Date: 19 March 2021 Signature: _________________



____________________ ____________________

DATE SIGNATURE

















GAUTENG PROVINCIAL DIVISION, PRETORIA









CASE NO: 90644/2019

In the matter between:

MASHUDU DAVID NETSHITUNGULU Applicant

And

CHANGING TIDES17 (PTY) LTD Respondent







JUDGMENT

________________________________________________________________



NYATHI J

A. INTRODUCTION

[1] This application is a quest by the Applicant to have an order granted by default on 2 June 2021 rescinded. In actual fact the order in question was granted on the 23 April 2021. The application is opposed.

[2] Additionally, the Applicant seeks an order that the writ of execution be stayed pending finalization of the rescission application. The Applicant fails to state in terms of which provision this further application is brought.

[3] Applicant has premised his application in totality on alleged error in obtaining of the judgment. In his founding affidavit, he states that the court order was granted in error without following proper procedure. Premised on this approach adopted by the Applicant, it is evident that the application is brought in terms of the provisions of Rule 42(1).

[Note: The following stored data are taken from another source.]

use axum::{
    Extension, Json,
    extract::{
        Path, State,
        rejection::{JsonRejection, PathRejection},
    },
    http::StatusCode,
    response::IntoResponse,
};
use core_lens::Transition;
use data_model_lens::api::{
    BatchReport, CreateJobsResponse, DeletedResponse, JobIdsPayload, TogglePauseResponse, UrlsPayload,
};
use data_model_lens::models::JobRecord;
use uuid::Uuid;

use crate::auth::Identity;
use crate::errors::ApiError;
use crate::state::AppState;

/// POST /api/analyses
/// Analyzes and stores each URL the caller has not submitted before.
///
/// 201 if any job was created, 200 if every URL already existed, and 502 if
/// an analysis failed (jobs created before the failure are still listed).
pub async fn post_analyses(
    State(state): State<AppState>,
    Extension(Identity(caller)): Extension<Identity>,
    payload: Result<Json<UrlsPayload>, JsonRejection>,
) -> Result<(StatusCode, Json<CreateJobsResponse>), ApiError> {
    let Json(payload) = payload?;
    if payload.urls.is_empty() {
        return Err(ApiError::InvalidRequest("urls must not be empty".to_string()));
    }
    if payload.urls.iter().any(|url| url.trim().is_empty()) {
        return Err(ApiError::InvalidRequest("urls must not contain blank entries".to_string()));
    }

    let response = state.pipeline.create(caller, &payload.urls).await?;
    let status = if response.failed.is_some() {
        StatusCode::BAD_GATEWAY
    } else if response.created.is_empty() {
        StatusCode::OK
    } else {
        StatusCode::CREATED
    };
    Ok((status, Json(response)))
}

/// GET /api/analyses/{id}
pub async fn get_analysis(
    State(state): State<AppState>,
    Extension(Identity(caller)): Extension<Identity>,
    id: Result<Path<Uuid>, PathRejection>,
) -> Result<Json<JobRecord>, ApiError> {
    let Path(id) = id?;
    Ok(Json(state.pipeline.detail(caller, id).await?))
}

/// DELETE /api/analyses/{id}
pub async fn delete_analysis(
    State(state): State<AppState>,
    Extension(Identity(caller)): Extension<Identity>,
    id: Result<Path<Uuid>, PathRejection>,
) -> Result<Json<DeletedResponse>, ApiError> {
    let Path(id) = id?;
    state.pipeline.delete(caller, id).await?;
    Ok(Json(DeletedResponse { deleted: id }))
}

/// POST /api/analyses/{id}/toggle_pause
pub async fn post_toggle_pause(
    State(state): State<AppState>,
    Extension(Identity(caller)): Extension<Identity>,
    id: Result<Path<Uuid>, PathRejection>,
) -> Result<Json<TogglePauseResponse>, ApiError> {
    let Path(id) = id?;
    let job = state.pipeline.toggle_pause(caller, id).await?;
    Ok(Json(TogglePauseResponse {
        id: job.id,
        url: job.url,
        pause_requested: job.pause_requested,
    }))
}

/// POST /api/analyses/queued
pub async fn post_queued(
    state: State<AppState>,
    identity: Extension<Identity>,
    payload: Result<Json<JobIdsPayload>, JsonRejection>,
) -> Result<impl IntoResponse, ApiError> {
    run_batch(state, identity, payload, Transition::Enqueue).await
}

/// POST /api/analyses/running
pub async fn post_running(
    state: State<AppState>,
    identity: Extension<Identity>,
    payload: Result<Json<JobIdsPayload>, JsonRejection>,
) -> Result<impl IntoResponse, ApiError> {
    run_batch(state, identity, payload, Transition::MarkRunning).await
}

/// POST /api/analyses/result
/// Finalizes each job as `done`, or back to `queued` where a pause was requested.
pub async fn post_result(
    state: State<AppState>,
    identity: Extension<Identity>,
    payload: Result<Json<JobIdsPayload>, JsonRejection>,
) -> Result<impl IntoResponse, ApiError> {
    run_batch(state, identity, payload, Transition::Finalize).await
}

async fn run_batch(
    State(state): State<AppState>,
    Extension(Identity(caller)): Extension<Identity>,
    payload: Result<Json<JobIdsPayload>, JsonRejection>,
    transition: Transition,
) -> Result<(StatusCode, Json<BatchReport>), ApiError> {
    let Json(payload) = payload?;
    let report = state
        .pipeline
        .run_batch(caller, &payload.ids, transition, payload.on_failure)
        .await?;

    let status = if report.failed.is_empty() {
        StatusCode::OK
    } else {
        StatusCode::BAD_GATEWAY
    };
    Ok((status, Json(report)))
}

[4] In terms of the said rule, Applicant needs to show that the order was granted erroneously in his absence. What is further evident is the fact that Applicant was served personally with both the summons and the rule 46A application; as such the provisions of rule 31(2)(b) cannot apply. Applicant did not make any allegations of any fraud, justus error or any of the other grounds applicable under common law.



BACKGROUND

[5] Summons was served personally on the Applicant on 11 December 2019.

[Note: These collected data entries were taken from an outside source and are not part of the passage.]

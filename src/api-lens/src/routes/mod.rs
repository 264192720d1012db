use axum::{
    Router,
    http::{HeaderValue, Method, StatusCode, header},
    middleware,
    response::IntoResponse,
    routing::{delete, get, post},
};
use tower_http::cors::CorsLayer;
use tower_http::trace::TraceLayer;

use crate::auth;
use crate::state::AppState;

pub mod analyses;
pub mod logging_middleware;
pub mod profile;

/// Liveness check
pub async fn health_check() -> impl IntoResponse {
    (StatusCode::OK, "healthy")
}

//
// Router
//

/// Builds the full application. `cors_origin` is the frontend origin allowed
/// to make credentialed cross-origin requests, if any.
pub fn router(state: AppState, cors_origin: Option<HeaderValue>) -> Router {
    // Public routes (no identity required)
    let public_routes = Router::new()
        .route("/health", get(health_check))
        .route("/api/auth/register", post(auth::post_register))
        .route("/api/auth/login", post(auth::post_login))
        .route("/api/auth/logout", post(auth::post_logout));

    // Protected routes (valid token for an existing user required)
    let protected_routes = Router::new()
        .route("/api/analyses", post(analyses::post_analyses))
        .route("/api/analyses/queued", post(analyses::post_queued))
        .route("/api/analyses/running", post(analyses::post_running))
        .route("/api/analyses/result", post(analyses::post_result))
        .route(
            "/api/analyses/{id}",
            get(analyses::get_analysis).delete(analyses::delete_analysis),
        )
        .route("/api/analyses/{id}/toggle_pause", post(analyses::post_toggle_pause))
        .route("/api/profile", get(profile::get_profile).delete(profile::delete_profile))
        .route("/api/profile/analyses", delete(profile::delete_profile_analyses))
        .route_layer(middleware::from_fn_with_state(state.clone(), auth::require_identity));

    let app = Router::new()
        .merge(public_routes)
        .merge(protected_routes)
        .with_state(state)
        // Custom route access logging
        .layer(middleware::from_fn(logging_middleware::log_route_access))
        // Tracing middleware
        .layer(TraceLayer::new_for_http());

    match cors_origin {
        Some(origin) => app.layer(
            CorsLayer::new()
                .allow_origin(origin)
                .allow_credentials(true)
                .allow_methods([Method::GET, Method::POST, Method::DELETE])
                .allow_headers([header::CONTENT_TYPE, header::AUTHORIZATION]),
        ),
        None => app,
    }
}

[6] The Rule 46A application was then served personally and the Applicant was informed by the Sheriff that, in the absence of a notice of intention to defend, the application will be heard on 18 January 2021. Applicant delivered a notice of intention to defend the application on 15 December 2020.

[7] No answering affidavit was forthcoming from the Applicant, and a further Rule 46A application was served personally on 25 February 2021. Applicant was informed that the set down date will be 23 April 2021.

[8] Applicant failed to respond and on 23 April 2021 the order was granted.

[9] On 24 June 2021 the Applicant delivered his answering affidavit (styled by him as a replying affidavit). This affidavit was evidently delivered 2 (two) months after the judgment was granted and 5 (five) months after it was due (premised on the initial notice of intention to defend filed by him on 15 December 2020: Applicant had 15 (fifteen) days until 26 January 2021 to deliver an answering affidavit).

[10] As at date of the Rule 46A application, the arrears were an amount of R119 361.32 which represented 12 months of missed instalments.





APPLICANT’S CASE

[11] From a perusal of the Applicant’s papers it appears that it is the Applicant's case that:

11.1 He was served with the summons but did not defend same due to financial constraints.

11.2 During October 2020 he was served with the Rule 46A application and on 15 December 2020 he delivered a notice of intention to defend.

11.3 On 24 June 2021 he delivered his replying affidavit.

11.4 Respondent proceeded to apply for execution without serving the Applicant with an application for default judgment.

11.5 In his notice of intention to oppose he provided an email address. Respondent also had his physical address. Despite having these addresses no notice was served on him.

11.6 Respondent did not serve Applicant with a notice of bar subsequent to the delivery of his notice of intention to oppose.

11.7 Respondent further failed to serve him with a compliance directive affidavit, in light of all of the above, it is difficult for Applicant to understand how a Judge or Registrar could have granted the order.

RESPONDENT’S CASE

[12] The Respondent points out that the Applicants elected not to disclose to this Court that on 25 June 2018, the Rule 46A application was served personally on the First Applicant.

[13] Regarding the merits, the Respondent submits that the default judgment (incorporating the Rule 46A) granted on 23 April 2021, was obtained after due process was followed.

[14] The Applicant makes no mention of the arrears he owed at all in his application.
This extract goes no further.